What is the order of $f(x) = \frac{2}{2-x}$ as a permutation?

Question

$f(x) = \frac{2}{2-x}$ defines a permutation of the set $A={\bf R}\setminus \{0,1,2\}$. What is its order in the permutation group $S_A$?

I don't know how to find orders of functions. Please help!

Answer 1

I don't think there is any way to do it much smarter except calculating the compositions.

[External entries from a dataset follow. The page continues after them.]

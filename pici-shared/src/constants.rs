//! Unit and capacity constants.
//!
//! Centralized location for every fixed size the planner and the size
//! oracle agree on.

/// Binary byte units.
pub mod units {
    /// 1 KiB
    pub const KIB: u64 = 1024;

    /// 1 MiB
    pub const MIB: u64 = 1024 * KIB;

    /// 1 GiB
    pub const GIB: u64 = 1024 * MIB;

    /// 1 TiB
    pub const TIB: u64 = 1024 * GIB;
}

/// Partition table geometry.
pub mod sectors {
    /// Logical sector size used by the partition table (512 bytes)
    pub const SECTOR_SIZE: u64 = 512;

    /// Added to the inclusive `part_end` byte offset reported by guestfish
    /// to obtain the occupied extent.
    ///
    /// `occupied = part_end + 1`, the exact number of bytes from the start
    /// of the disk through the last byte of the last partition. A partition
    /// ending just before sector boundary `n` reports `n * SECTOR_SIZE`.
    pub const PART_END_TO_EXTENT: u64 = 1;
}

/// Virtual disk container capacities.
pub mod tiers {
    use super::units::GIB;

    /// Canonical container capacities, ascending.
    pub const DISK_TIERS: [u64; 7] = [
        4 * GIB,
        8 * GIB,
        16 * GIB,
        32 * GIB,
        64 * GIB,
        128 * GIB,
        256 * GIB,
    ];
}

#[cfg(test)]
mod tests {
    use super::*;

    #[test]
    fn test_tiers_sorted_ascending() {
        assert!(tiers::DISK_TIERS.windows(2).all(|w| w[0] < w[1]));
    }

    #[test]
    fn test_extent_of_partition_ending_on_boundary() {
        // Last partition occupies sectors up to and including 16777215.
        let part_end = 16_777_216 * sectors::SECTOR_SIZE - 1;
        assert_eq!(part_end + sectors::PART_END_TO_EXTENT, 8 * units::GIB);
    }
}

Unless I've miscalculated myself, the order is $4$. You can calculate that a bit faster by first calculating $g=f^2$ (this is composition, not multiplication) and then $g^2=f^4$.

Answer 2

For the purpose at hand, tomasz's answer resolves the OP's question, but I thought I'd just add a note that there is a "smart" way to compute the order of a function if it's a linear fractional transformation of the form $f(x)=(ax+b)/(cx+d)$ with real coefficients: compute the eigenvalues of the $2\times2$ matrix

$$\pmatrix{a&b\\c&d}$$

If they are of the form $\lambda=re^{\pm\pi im/n}$ with $r$ real and the fraction $m/n$ in reduced form (i.e., $\gcd(m,n)=1$), then the function has order $n$. (That is, $f(f(\cdots f(x)))=x$, where there are $n$ $f$'s on the left hand side.)

In the OP's case, the matrix is

$$\pmatrix{0&2\\-1&2}$$

and the eigenvalues are $\sqrt2e^{\pm\pi i/4}$, so the order is $4$.